Researchers looked at the genetic make-up of 2,480 children with severe obesity and compared them with 7,370 healthy children. The study found nine genes which were strongly linked to early weight gain. Five of these genes had been previously linked to obesity whilst four were new.
Although the importance of genetics in obesity is debated, lead author Dr Eleanor Wheeler, of the Wellcome Trust Sanger Institute, says that scientists have 'known for a long time that changes to our genes can increase our risk of obesity. For example, the gene FTO has been unequivocally associated with BMI [Body Mass Index], obesity and other obesity-related traits'.
Two of the four new genes - PRKCH and RMST - appear to have a similar or stronger effect on obesity than the FTO gene.
Another of the new genes, LEPR, has several variants associated with an increased risk of obesity, with a common form found in six percent of the population. Rarer variations are thought to contribute strongly to a severe form of early-onset obesity.
A total of 29 genetic changes were more frequent in obese children than healthy children.

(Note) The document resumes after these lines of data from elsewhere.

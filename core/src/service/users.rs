use crate::environment::Clock;
use crate::error::{EntityKind, FilmorateError, Result};
use crate::model::{User, UserId};
use crate::storage::Storage;
use crate::validation::{normalize_user, validate_user};
use std::sync::Arc;
use tracing::{debug, info};

/// Users and the friendship graph.
#[derive(Clone)]
pub struct UserService {
    storage: Storage,
    clock: Arc<dyn Clock>,
}

impl UserService {
    /// Create the service. `clock` decides what "today" is for birthdays.
    #[must_use]
    pub fn new(storage: Storage, clock: Arc<dyn Clock>) -> Self {
        Self { storage, clock }
    }

    /// Validate and store a new user. A blank name is replaced by the login.
    ///
    /// # Errors
    ///
    /// Returns [`FilmorateError::Validation`] if the user breaks a rule.
    #[tracing::instrument(skip(self, user), fields(login = %user.login))]
    pub async fn add_user(&self, mut user: User) -> Result<User> {
        validate_user(&user, self.clock.today())?;

        user.id = None;
        let user = self.storage.users.add(normalize_user(user)).await?;

        metrics::counter!("filmorate.users.created").increment(1);
        info!(user_id = ?user.id, "User added");
        Ok(user)
    }

    /// Replace an existing user.
    ///
    /// # Errors
    ///
    /// - [`FilmorateError::Validation`] if the id is missing or the user breaks a rule
    /// - [`FilmorateError::NotFound`] if no user has this id
    #[tracing::instrument(skip(self, user), fields(user_id = ?user.id))]
    pub async fn update_user(&self, user: User) -> Result<User> {
        let id = user
            .id
            .ok_or_else(|| FilmorateError::validation("Не указан id пользователя"))?;
        self.ensure_user(id).await?;
        validate_user(&user, self.clock.today())?;

        let user = self
            .storage
            .users
            .update(id, normalize_user(user))
            .await?
            .ok_or_else(|| FilmorateError::not_found(EntityKind::User, id))?;

        info!("User updated");
        Ok(user)
    }

    /// All users ordered by id.
    ///
    /// # Errors
    ///
    /// Returns [`FilmorateError::Storage`] if the backend fails.
    pub async fn users(&self) -> Result<Vec<User>> {
        self.storage.users.list().await
    }

    /// One user.
    ///
    /// # Errors
    ///
    /// Returns [`FilmorateError::NotFound`] for an unknown id.
    pub async fn user(&self, id: UserId) -> Result<User> {
        self.storage
            .users
            .get(id)
            .await?
            .ok_or_else(|| FilmorateError::not_found(EntityKind::User, id))
    }

    /// Delete a user with all of its friendships and likes.
    ///
    /// # Errors
    ///
    /// Returns [`FilmorateError::NotFound`] for an unknown id.
    #[tracing::instrument(skip(self))]
    pub async fn remove_user(&self, id: UserId) -> Result<User> {
        let user = self
            .storage
            .users
            .remove(id)
            .await?
            .ok_or_else(|| FilmorateError::not_found(EntityKind::User, id))?;

        info!("User removed");
        Ok(user)
    }

    /// Make two users friends. The link is visible from both sides at once.
    ///
    /// # Errors
    ///
    /// - [`FilmorateError::NotFound`] if either user is unknown
    /// - [`FilmorateError::Validation`] if both ids are the same
    /// - [`FilmorateError::Conflict`] if the users are already friends
    #[tracing::instrument(skip(self))]
    pub async fn add_friend(&self, user: UserId, friend: UserId) -> Result<()> {
        self.ensure_user(user).await?;
        self.ensure_user(friend).await?;
        if user == friend {
            return Err(FilmorateError::validation(
                "Пользователь не может добавить в друзья самого себя",
            ));
        }

        if !self.storage.friends.add_friend(user, friend).await? {
            debug!("Duplicate friendship rejected");
            return Err(FilmorateError::conflict(
                "Пользователи уже являются друзьями",
            ));
        }

        metrics::counter!("filmorate.friendships", "op" => "add").increment(1);
        info!("Friendship added");
        Ok(())
    }

    /// Break a friendship on both sides.
    ///
    /// # Errors
    ///
    /// - [`FilmorateError::NotFound`] if either user is unknown
    /// - [`FilmorateError::Conflict`] if the users are not friends
    #[tracing::instrument(skip(self))]
    pub async fn remove_friend(&self, user: UserId, friend: UserId) -> Result<()> {
        self.ensure_user(user).await?;
        self.ensure_user(friend).await?;

        if !self.storage.friends.remove_friend(user, friend).await? {
            debug!("Missing friendship rejected");
            return Err(FilmorateError::conflict(
                "Пользователи не являются друзьями",
            ));
        }

        metrics::counter!("filmorate.friendships", "op" => "remove").increment(1);
        info!("Friendship removed");
        Ok(())
    }

    /// Friends of a user, ordered by id.
    ///
    /// # Errors
    ///
    /// Returns [`FilmorateError::NotFound`] for an unknown user.
    pub async fn friends(&self, user: UserId) -> Result<Vec<User>> {
        self.ensure_user(user).await?;
        self.storage.friends.friends(user).await
    }

    /// Users who are friends of both `user` and `other`, ordered by id.
    ///
    /// # Errors
    ///
    /// Returns [`FilmorateError::NotFound`] if either user is unknown.
    pub async fn common_friends(&self, user: UserId, other: UserId) -> Result<Vec<User>> {
        self.ensure_user(user).await?;
        self.ensure_user(other).await?;
        self.storage.friends.common_friends(user, other).await
    }

    async fn ensure_user(&self, id: UserId) -> Result<()> {
        if self.storage.users.exists(id).await? {
            Ok(())
        } else {
            Err(FilmorateError::not_found(EntityKind::User, id))
        }
    }
}

#[cfg(test)]
#[allow(clippy::unwrap_used)]
mod tests {
    use super::*;
    use crate::memory::InMemoryStorage;
    use chrono::{DateTime, NaiveDate, TimeZone, Utc};

    struct FixedClock(DateTime<Utc>);

    impl Clock for FixedClock {
        fn now(&self) -> DateTime<Utc> {
            self.0
        }
    }

    fn date(y: i32, m: u32, d: u32) -> NaiveDate {
        NaiveDate::from_ymd_opt(y, m, d).unwrap()
    }

    fn service() -> UserService {
        let clock = FixedClock(Utc.with_ymd_and_hms(2024, 6, 1, 12, 0, 0).unwrap());
        UserService::new(InMemoryStorage::new().into_storage(), Arc::new(clock))
    }

    fn user(login: &str) -> User {
        User::new(format!("{login}@example.com"), login, "", date(1990, 5, 15))
    }

    async fn add(service: &UserService, login: &str) -> UserId {
        service.add_user(user(login)).await.unwrap().id.unwrap()
    }

    fn ids(users: &[User]) -> Vec<UserId> {
        users.iter().filter_map(|u| u.id).collect()
    }

    #[tokio::test]
    async fn blank_name_becomes_login() {
        let service = service();
        let stored = service.add_user(user("alice")).await.unwrap();
        assert_eq!(stored.name, "alice");
        assert_eq!(stored.id, Some(UserId::new(1)));
    }

    #[tokio::test]
    async fn birthday_is_checked_against_the_clock() {
        let service = service();
        let mut u = user("future");
        u.birthday = date(2024, 6, 2);
        assert!(matches!(
            service.add_user(u).await.unwrap_err(),
            FilmorateError::Validation(_)
        ));

        let mut u = user("today");
        u.birthday = date(2024, 6, 1);
        assert!(service.add_user(u).await.is_ok());
    }

    #[tokio::test(flavor = "multi_thread", worker_threads = 4)]
    async fn concurrent_friend_requests_link_once() {
        let service = service();
        let a = add(&service, "a").await;
        let b = add(&service, "b").await;

        let tasks: Vec<_> = (0..16)
            .map(|i| {
                let service = service.clone();
                let (x, y) = if i % 2 == 0 { (a, b) } else { (b, a) };
                tokio::spawn(async move { service.add_friend(x, y).await })
            })
            .collect();
        let mut ok = 0;
        for task in tasks {
            match task.await.unwrap() {
                Ok(()) => ok += 1,
                Err(err) => assert!(matches!(err, FilmorateError::Conflict(_))),
            }
        }

        assert_eq!(ok, 1);
        assert_eq!(ids(&service.friends(a).await.unwrap()), vec![b]);
    }

    #[tokio::test]
    async fn friendship_is_visible_from_both_sides() {
        let service = service();
        let a = add(&service, "a").await;
        let b = add(&service, "b").await;

        service.add_friend(a, b).await.unwrap();
        assert_eq!(ids(&service.friends(a).await.unwrap()), vec![b]);
        assert_eq!(ids(&service.friends(b).await.unwrap()), vec![a]);

        service.remove_friend(b, a).await.unwrap();
        assert!(service.friends(a).await.unwrap().is_empty());
        assert!(service.friends(b).await.unwrap().is_empty());
    }

    #[tokio::test]
    async fn second_add_friend_conflicts() {
        let service = service();
        let a = add(&service, "a").await;
        let b = add(&service, "b").await;

        service.add_friend(a, b).await.unwrap();
        assert_eq!(
            service.add_friend(a, b).await.unwrap_err(),
            FilmorateError::conflict("Пользователи уже являются друзьями")
        );
        assert_eq!(
            service.add_friend(b, a).await.unwrap_err(),
            FilmorateError::conflict("Пользователи уже являются друзьями")
        );
    }

    #[tokio::test]
    async fn removing_a_missing_friendship_conflicts() {
        let service = service();
        let a = add(&service, "a").await;
        let b = add(&service, "b").await;

        assert_eq!(
            service.remove_friend(a, b).await.unwrap_err(),
            FilmorateError::conflict("Пользователи не являются друзьями")
        );
    }

    #[tokio::test]
    async fn self_friendship_is_refused() {
        let service = service();
        let a = add(&service, "a").await;
        assert!(matches!(
            service.add_friend(a, a).await.unwrap_err(),
            FilmorateError::Validation(_)
        ));
    }

    #[tokio::test]
    async fn unknown_users_are_not_found() {
        let service = service();
        let a = add(&service, "a").await;
        let ghost = UserId::new(99);

        assert!(service.add_friend(a, ghost).await.unwrap_err().is_not_found());
        assert!(service.add_friend(ghost, a).await.unwrap_err().is_not_found());
        assert!(service.friends(ghost).await.unwrap_err().is_not_found());
        assert!(service.common_friends(a, ghost).await.unwrap_err().is_not_found());
    }

    #[tokio::test]
    async fn common_friends_is_symmetric() {
        let service = service();
        let a = add(&service, "a").await;
        let b = add(&service, "b").await;
        let c = add(&service, "c").await;

        service.add_friend(a, b).await.unwrap();
        service.add_friend(a, c).await.unwrap();
        service.add_friend(b, c).await.unwrap();

        let ab = service.common_friends(a, b).await.unwrap();
        let ba = service.common_friends(b, a).await.unwrap();
        assert_eq!(ids(&ab), vec![c]);
        assert_eq!(ab, ba);
    }

    #[tokio::test]
    async fn update_checks_existence_before_validation() {
        let service = service();
        let ghost = User::new("bad", "has space", "", date(2999, 1, 1)).with_id(UserId::new(5));
        assert!(service.update_user(ghost).await.unwrap_err().is_not_found());
    }

    #[tokio::test]
    async fn update_normalizes_name() {
        let service = service();
        let id = add(&service, "alice").await;

        let renamed = User::new("new@example.com", "alice2", " ", date(1991, 1, 1)).with_id(id);
        let updated = service.update_user(renamed).await.unwrap();
        assert_eq!(updated.name, "alice2");
        assert_eq!(service.user(id).await.unwrap(), updated);
    }

    #[tokio::test]
    async fn removing_a_user_unlinks_friends() {
        let service = service();
        let a = add(&service, "a").await;
        let b = add(&service, "b").await;
        service.add_friend(a, b).await.unwrap();

        let removed = service.remove_user(a).await.unwrap();
        assert_eq!(removed.id, Some(a));
        assert!(service.friends(b).await.unwrap().is_empty());
        assert!(service.user(a).await.unwrap_err().is_not_found());
    }
}
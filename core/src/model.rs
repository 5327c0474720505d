//! Domain types: identifiers, films, users, reference data and friendship edges.
//!
//! JSON field names follow the public API (`releaseDate`, `mpa`, ...), so these
//! types are serialized directly by the web layer.

use chrono::NaiveDate;
use serde::{Deserialize, Deserializer, Serialize};
use std::fmt;

// ============================================================================
// Identifiers
// ============================================================================

macro_rules! define_id {
    ($(#[$meta:meta])* $name:ident) => {
        $(#[$meta])*
        #[derive(Clone, Copy, Debug, PartialEq, Eq, PartialOrd, Ord, Hash, Serialize, Deserialize)]
        #[serde(transparent)]
        pub struct $name(i64);

        impl $name {
            /// Wrap a raw id.
            #[must_use]
            pub const fn new(id: i64) -> Self {
                Self(id)
            }

            /// Get the raw id.
            #[must_use]
            pub const fn get(self) -> i64 {
                self.0
            }
        }

        impl From<$name> for i64 {
            fn from(id: $name) -> Self {
                id.0
            }
        }

        impl fmt::Display for $name {
            fn fmt(&self, f: &mut fmt::Formatter<'_>) -> fmt::Result {
                write!(f, "{}", self.0)
            }
        }
    };
}

define_id!(
    /// Unique identifier for a film
    FilmId
);
define_id!(
    /// Unique identifier for a user
    UserId
);
define_id!(
    /// Identifier of a genre
    GenreId
);
define_id!(
    /// Identifier of an MPA rating
    MpaId
);

// ============================================================================
// Reference data
// ============================================================================

/// Film genre.
///
/// Clients reference genres by id only; `name` is filled in by the store.
#[derive(Clone, Debug, PartialEq, Eq, Hash, Serialize, Deserialize)]
pub struct Genre {
    /// Genre id
    pub id: GenreId,
    /// Genre name
    #[serde(default)]
    pub name: String,
}

impl Genre {
    /// Create a genre.
    #[must_use]
    pub fn new(id: i64, name: impl Into<String>) -> Self {
        Self {
            id: GenreId::new(id),
            name: name.into(),
        }
    }

    /// A reference to a genre by id, as sent by clients.
    #[must_use]
    pub const fn reference(id: i64) -> Self {
        Self {
            id: GenreId::new(id),
            name: String::new(),
        }
    }
}

/// MPA rating (motion picture content classification).
#[derive(Clone, Debug, PartialEq, Eq, Hash, Serialize, Deserialize)]
pub struct Mpa {
    /// Rating id
    pub id: MpaId,
    /// Rating name (`G`, `PG`, ...)
    #[serde(default)]
    pub name: String,
}

impl Mpa {
    /// Create a rating.
    #[must_use]
    pub fn new(id: i64, name: impl Into<String>) -> Self {
        Self {
            id: MpaId::new(id),
            name: name.into(),
        }
    }

    /// A reference to a rating by id, as sent by clients.
    #[must_use]
    pub const fn reference(id: i64) -> Self {
        Self {
            id: MpaId::new(id),
            name: String::new(),
        }
    }
}

/// Genres seeded into every store.
#[must_use]
pub fn default_genres() -> Vec<Genre> {
    vec![
        Genre::new(1, "Комедия"),
        Genre::new(2, "Драма"),
        Genre::new(3, "Мультфильм"),
        Genre::new(4, "Триллер"),
        Genre::new(5, "Документальный"),
        Genre::new(6, "Боевик"),
    ]
}

/// MPA ratings seeded into every store.
#[must_use]
pub fn default_mpa_ratings() -> Vec<Mpa> {
    vec![
        Mpa::new(1, "G"),
        Mpa::new(2, "PG"),
        Mpa::new(3, "PG-13"),
        Mpa::new(4, "R"),
        Mpa::new(5, "NC-17"),
    ]
}

/// Treat an explicit JSON `null` like an absent field.
fn null_as_default<'de, D, T>(deserializer: D) -> Result<T, D::Error>
where
    D: Deserializer<'de>,
    T: Default + Deserialize<'de>,
{
    Ok(Option::<T>::deserialize(deserializer)?.unwrap_or_default())
}

// ============================================================================
// Entities
// ============================================================================

/// A film.
///
/// `id` is `None` until the store assigns one. `rate` is the popularity
/// counter: it starts at the value supplied on creation and moves by one with
/// every like and unlike.
#[derive(Clone, Debug, PartialEq, Eq, Serialize, Deserialize)]
#[serde(rename_all = "camelCase")]
pub struct Film {
    /// Film id
    #[serde(default)]
    pub id: Option<FilmId>,
    /// Title
    #[serde(default, deserialize_with = "null_as_default")]
    pub name: String,
    /// Description, at most 200 characters
    #[serde(default, deserialize_with = "null_as_default")]
    pub description: String,
    /// Release date
    pub release_date: NaiveDate,
    /// Duration in minutes
    pub duration: i32,
    /// Popularity counter
    #[serde(default)]
    pub rate: i32,
    /// Genres, unique by id and ordered by id
    #[serde(default, deserialize_with = "null_as_default")]
    pub genres: Vec<Genre>,
    /// MPA rating
    pub mpa: Mpa,
}

impl Film {
    /// Create a film without an id, genres or rate.
    #[must_use]
    pub fn new(
        name: impl Into<String>,
        description: impl Into<String>,
        release_date: NaiveDate,
        duration: i32,
        mpa: Mpa,
    ) -> Self {
        Self {
            id: None,
            name: name.into(),
            description: description.into(),
            release_date,
            duration,
            rate: 0,
            genres: Vec::new(),
            mpa,
        }
    }

    /// Set the initial popularity counter.
    #[must_use]
    pub fn with_rate(mut self, rate: i32) -> Self {
        self.rate = rate;
        self
    }

    /// Set the genres.
    #[must_use]
    pub fn with_genres(mut self, genres: Vec<Genre>) -> Self {
        self.genres = genres;
        self
    }

    /// Set the id.
    #[must_use]
    pub fn with_id(mut self, id: FilmId) -> Self {
        self.id = Some(id);
        self
    }

    /// Collapse duplicate genres and order them by id.
    pub fn normalize_genres(&mut self) {
        self.genres.sort_by_key(|genre| genre.id);
        self.genres.dedup_by_key(|genre| genre.id);
    }

    /// Ids of the film's genres.
    #[must_use]
    pub fn genre_ids(&self) -> Vec<GenreId> {
        self.genres.iter().map(|genre| genre.id).collect()
    }
}

/// A user.
///
/// Friends are not embedded: the friendship graph owns them.
#[derive(Clone, Debug, PartialEq, Eq, Serialize, Deserialize)]
pub struct User {
    /// User id
    #[serde(default)]
    pub id: Option<UserId>,
    /// E-mail address
    #[serde(default, deserialize_with = "null_as_default")]
    pub email: String,
    /// Login, no whitespace
    #[serde(default, deserialize_with = "null_as_default")]
    pub login: String,
    /// Display name; falls back to the login when blank
    #[serde(default, deserialize_with = "null_as_default")]
    pub name: String,
    /// Date of birth
    pub birthday: NaiveDate,
}

impl User {
    /// Create a user without an id.
    #[must_use]
    pub fn new(
        email: impl Into<String>,
        login: impl Into<String>,
        name: impl Into<String>,
        birthday: NaiveDate,
    ) -> Self {
        Self {
            id: None,
            email: email.into(),
            login: login.into(),
            name: name.into(),
            birthday,
        }
    }

    /// Set the id.
    #[must_use]
    pub fn with_id(mut self, id: UserId) -> Self {
        self.id = Some(id);
        self
    }
}

// ============================================================================
// Edges
// ============================================================================

/// Undirected friendship edge.
///
/// Always stored with `low < high`, so `(a, b)` and `(b, a)` are the same edge
/// and one row (or set entry) represents both directions.
#[derive(Clone, Copy, Debug, PartialEq, Eq, PartialOrd, Ord, Hash)]
pub struct Friendship {
    low: UserId,
    high: UserId,
}

impl Friendship {
    /// Build the normalized edge between two users.
    #[must_use]
    pub fn new(a: UserId, b: UserId) -> Self {
        if a <= b {
            Self { low: a, high: b }
        } else {
            Self { low: b, high: a }
        }
    }

    /// Smaller user id of the pair.
    #[must_use]
    pub const fn low(&self) -> UserId {
        self.low
    }

    /// Larger user id of the pair.
    #[must_use]
    pub const fn high(&self) -> UserId {
        self.high
    }

    /// The other end of the edge, if `user` is one of its ends.
    #[must_use]
    pub fn other(&self, user: UserId) -> Option<UserId> {
        if user == self.low {
            Some(self.high)
        } else if user == self.high {
            Some(self.low)
        } else {
            None
        }
    }
}

#[cfg(test)]
#[allow(clippy::unwrap_used)]
mod tests {
    use super::*;

    #[test]
    fn friendship_is_order_independent() {
        let a = UserId::new(7);
        let b = UserId::new(3);
        assert_eq!(Friendship::new(a, b), Friendship::new(b, a));
        assert_eq!(Friendship::new(a, b).low(), b);
        assert_eq!(Friendship::new(a, b).other(a), Some(b));
        assert_eq!(Friendship::new(a, b).other(UserId::new(1)), None);
    }

    #[test]
    fn film_deserializes_from_api_json() {
        let film: Film = serde_json::from_str(
            r#"{
                "name": "Film 1",
                "description": "desc",
                "releaseDate": "2022-01-01",
                "duration": 120,
                "rate": 5,
                "mpa": { "id": 1 },
                "genres": [{ "id": 2 }, { "id": 1 }, { "id": 2 }]
            }"#,
        )
        .unwrap();

        assert_eq!(film.id, None);
        assert_eq!(film.release_date, NaiveDate::from_ymd_opt(2022, 1, 1).unwrap());
        assert_eq!(film.mpa.id, MpaId::new(1));

        let mut film = film;
        film.normalize_genres();
        assert_eq!(film.genre_ids(), vec![GenreId::new(1), GenreId::new(2)]);
    }

    #[test]
    fn film_serializes_camel_case_with_bare_ids() {
        let film = Film::new(
            "Film",
            "",
            NaiveDate::from_ymd_opt(2000, 1, 1).unwrap(),
            90,
            Mpa::new(1, "G"),
        )
        .with_id(FilmId::new(3));
        let json = serde_json::to_value(&film).unwrap();
        assert_eq!(json["id"], 3);
        assert_eq!(json["releaseDate"], "2000-01-01");
        assert_eq!(json["mpa"]["name"], "G");
    }

    #[test]
    fn user_name_is_optional_in_json() {
        let user: User = serde_json::from_str(
            r#"{ "email": "a@b.c", "login": "alice", "birthday": "1990-05-15" }"#,
        )
        .unwrap();
        assert!(user.name.is_empty());
    }
}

Rare structural variations were identified which effectively delete sections of DNA important in maintaining proteins involved in weight control.
The study has brought the total number of genetic variants linked to obesity to 50 and suggests that there are different genetic influences on adult and child obesity.
Study co-author Professor Sadaf Farooqi, from the University of Cambridge, said that research indicates that 'some children will be obese because they have severe mutations'. Other children, she says, 'may have a combination of severe mutations and milder acting variants that in combination contribute to their obesity'.
Speaking to The Independent, Professor Farooqi added that a person's environment would also influence a child's risk of becoming obese. 'There have always been' heavily overweight children, she said, but now, 'because of the environment they are growing up in, we are seeing many more children in this category'.
The study was published in Nature Genetics and was funded by the Wellcome Trust. It is part of a wider project investigating genetics in obesity called UK10K.